Maeve turned to Cathbad. “What of this Kizira? I heard one coven member indicate Kizira was accused of being a traitor at one point and sent to the dungeon. Her father, the reigning Cathbad at the time, was rumored to be in conflict with Flaevynn, even allowing the girl a year to live where she chose before she had to accept her priestess position when she reached adulthood.”

“I’ve heard as much in my talks around TÅμr Medb. We need better information.” He stretched his fingers and grinned. “That only takes skimming into the subconscious to find hidden treasures.”

She waved him off with a hand. “That is your territory. I have no desire to wallow in the minds of those far inferior to me.”

“As always, I’m the one who must do the dirty work,” he said in mock despair.

“Oh, please. We gravitate to that for which we are best suited.”  She winked at him and swung back around to the wall, waved her hand and watched as the entire surface turned into a view of mountains and a castle rising in the mist. Large creatures were flying again. “The gryphons are still loyal to Treoir. I don’t understand why, when they have Medb blood as well as Belador. How could they just change allegiance like that in the middle of a battle?”

She’d listened to several reports from warlocks who had returned from the siege on Treoir Castle.

“Perhaps they’re not all loyal to Macha and the Beladors, only thinking of self-preservation for the moment.”

“You have a point.
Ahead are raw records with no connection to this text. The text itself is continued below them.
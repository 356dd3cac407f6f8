use std::sync::Arc;

use bson::oid::ObjectId;
use mongodb::Database;
use tracing::{info, instrument};

use crate::dto::common_dto::UploadedFile;
use crate::dto::vehicle_dto::CreateVehicleRequest;
use crate::model::vehicle::{
    Vehicle, VEHICLE_AVAILABLE, VEHICLE_IN_MAINTENANCE, VEHICLE_RENTED,
};
use crate::repository::vehicle_repo::VehicleRepository;
use crate::service::documents;
use crate::util::error::ServiceError;
use crate::util::minio::ObjectStore;

const RESOURCE: &str = "vehicles";

fn validate_status(status: &str) -> Result<(), ServiceError> {
    match status {
        VEHICLE_AVAILABLE | VEHICLE_RENTED | VEHICLE_IN_MAINTENANCE => Ok(()),
        other => Err(ServiceError::InvalidInput(format!(
            "Unknown vehicle status '{}'",
            other
        ))),
    }
}

pub struct VehicleService {
    pub repo: VehicleRepository,
    pub store: Arc<dyn ObjectStore>,
}

impl VehicleService {
    pub fn new(db: &Database, store: Arc<dyn ObjectStore>) -> Self {
        VehicleService {
            repo: VehicleRepository::new(db),
            store,
        }
    }

    fn from_request(request: &CreateVehicleRequest, status: String) -> Vehicle {
        Vehicle {
            id: None,
            brand: request.brand.clone(),
            model: request.model.clone(),
            year: request.year,
            registrationNumber: request.registration_number.clone(),
            chassisNumber: request.chassis_number.clone(),
            color: request.color.clone(),
            fuelType: request.fuel_type.clone(),
            mileage: request.mileage,
            dailyPrice: request.daily_price,
            status,
            documents: Vec::new(),
            createdAt: None,
            updatedAt: None,
        }
    }

    #[instrument(skip(self, request, files), fields(registration = %request.registration_number))]
    pub async fn create_vehicle(
        &self,
        request: CreateVehicleRequest,
        files: Vec<UploadedFile>,
    ) -> Result<Vehicle, ServiceError> {
        info!("Creating vehicle");
        let status = request
            .status
            .clone()
            .unwrap_or_else(|| VEHICLE_AVAILABLE.to_string());
        validate_status(&status)?;

        let duplicates = self
            .repo
            .find_by_registration(&request.registration_number)
            .await?;
        if !duplicates.is_empty() {
            return Err(ServiceError::Conflict(format!(
                "A vehicle with registration '{}' already exists",
                request.registration_number
            )));
        }

        let mut created = self.repo.create(Self::from_request(&request, status)).await?;
        if !files.is_empty() {
            let id = created
                .id
                .ok_or_else(|| ServiceError::InternalError("Created vehicle has no id".into()))?;
            let docs = documents::upload_files(self.store.as_ref(), RESOURCE, &id, &files).await?;
            self.repo.set_documents(id, &docs).await?;
            created.documents = docs;
        }
        Ok(created)
    }

    pub async fn get_vehicle(&self, id: ObjectId) -> Result<Vehicle, ServiceError> {
        Ok(self.repo.get_by_id(id).await?)
    }

    #[instrument(skip(self, request, keep_urls, files), fields(id = %id))]
    pub async fn update_vehicle(
        &self,
        id: ObjectId,
        request: CreateVehicleRequest,
        keep_urls: Vec<String>,
        files: Vec<UploadedFile>,
    ) -> Result<Vehicle, ServiceError> {
        let existing = self.repo.get_by_id(id).await?;
        let status = request.status.clone().unwrap_or_else(|| existing.status.clone());
        validate_status(&status)?;

        let mut updated = Self::from_request(&request, status);
        let (docs, dropped) = documents::replace_documents(
            self.store.as_ref(),
            RESOURCE,
            &id,
            existing.documents,
            &keep_urls,
            &files,
        )
        .await?;
        updated.documents = docs;
        updated.createdAt = existing.createdAt.clone();
        let saved = self.repo.update(id, updated).await?;
        documents::remove_all(self.store.as_ref(), &dropped).await;
        Ok(saved)
    }

    pub async fn delete_vehicle(&self, id: ObjectId) -> Result<(), ServiceError> {
        let vehicle = self.repo.get_by_id(id).await?;
        if vehicle.status == VEHICLE_RENTED {
            return Err(ServiceError::Conflict(
                "Cannot delete a vehicle with a running contract".to_string(),
            ));
        }
        self.repo.delete(id).await?;
        documents::remove_all(self.store.as_ref(), &vehicle.documents).await;
        Ok(())
    }

    pub async fn list_vehicles(&self, page: u32, limit: u32) -> Result<Vec<Vehicle>, ServiceError> {
        Ok(self.repo.list(page, limit).await?)
    }

    pub async fn vehicles_with_status(&self, status: &str) -> Result<Vec<Vehicle>, ServiceError> {
        validate_status(status)?;
        Ok(self.repo.find_by_status(status).await?)
    }

    pub async fn detach_document(&self, id: ObjectId, url: &str) -> Result<Vehicle, ServiceError> {
        let vehicle = self.repo.get_by_id(id).await?;
        let docs = documents::detach_document(self.store.as_ref(), vehicle.documents, url).await?;
        self.repo.set_documents(id, &docs).await?;
        Ok(self.repo.get_by_id(id).await?)
    }
}

#[cfg(test)]
mod tests {
    use super::*;

    #[test]
    fn test_validate_status_accepts_known_values() {
        assert!(validate_status("disponible").is_ok());
        assert!(validate_status("louee").is_ok());
        assert!(validate_status("en_maintenance").is_ok());
    }

    #[test]
    fn test_validate_status_rejects_unknown_value() {
        assert!(matches!(
            validate_status("vendu"),
            Err(ServiceError::InvalidInput(_))
        ));
    }
}
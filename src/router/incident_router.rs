use std::sync::Arc;

use axum::routing::{delete, get, post, put};
use axum::Router;

use crate::handler::incident_handler::{
    create_accident_handler, create_infraction_handler, delete_accident_handler,
    delete_infraction_handler, detach_accident_document_handler,
    detach_infraction_document_handler, get_accident_handler, get_infraction_handler,
    list_accidents_handler, list_infractions_handler, update_accident_handler,
    update_infraction_handler,
};
use crate::service::incident_service::IncidentService;

pub fn incident_router(service: Arc<IncidentService>) -> Router {
    Router::new()
        .route("/accidents", post(create_accident_handler))
        .route("/accidents", get(list_accidents_handler))
        .route("/accidents/{id}", get(get_accident_handler))
        .route("/accidents/{id}", put(update_accident_handler))
        .route("/accidents/{id}", delete(delete_accident_handler))
        .route("/accidents/{id}/documents", delete(detach_accident_document_handler))
        .route("/infractions", post(create_infraction_handler))
        .route("/infractions", get(list_infractions_handler))
        .route("/infractions/{id}", get(get_infraction_handler))
        .route("/infractions/{id}", put(update_infraction_handler))
        .route("/infractions/{id}", delete(delete_infraction_handler))
        .route("/infractions/{id}/documents", delete(detach_infraction_document_handler))
        .with_state(service)
}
That could be it.”  Dismissing the view, Maeve floated back to the floor and strode over to the throne with Cathbad following her. She took in the room as she walked. “This room is not fit for a camp follower.”

“From what I heard, that is exactly what it was suited for if the stories of Flaevynn’s sexual exploits are to be believed.”

“We are fortunate the prophecy ended with her. The Medb reputation would have suffered if Flaevynn had ended up immortal as the fool had believed would happen.”  Maeve would have liked to have seen Flaevynn’s face as the Medb queen’s body warped into Maeve’s reincarnated one. Maeve and Cathbad had made a blood pact two millennia past and created a prophecy, which allowed Medb queens born after Maeve’s death to live six hundred and sixty-six years. Each would marry a descendant of Cathbad who carried his name.

None of the interim queens had dared challenge the prophecy until Flaevynn, but even with her meddling, the prophecy was still realized. The true rulers returned through an altered form of reincarnation.

Maeve chuckled to herself over the look on the face of Flaevynn’s Cathbad mate just before the druid’s body warped and he turned into Cathbad the Druid. The original one.

Cathbad suggested, “I can release another hundred witches and warlocks into that Atlanta city. I’ve had only one negative report on the first wave so the second group should be fairly safe.”

“What happened to that one?”

“My scouts said a Belador destroyed the mind of one of ours and the warlock was run down by a large transport.”

“I thought the Belador powers were weak right now?”

“This one is known as Vladimir Quinn and is said to have the ability to mind lock. A very powerful Belador.”

“What are we to do about him?”

“I’ve already begun a plan that will deal with him.”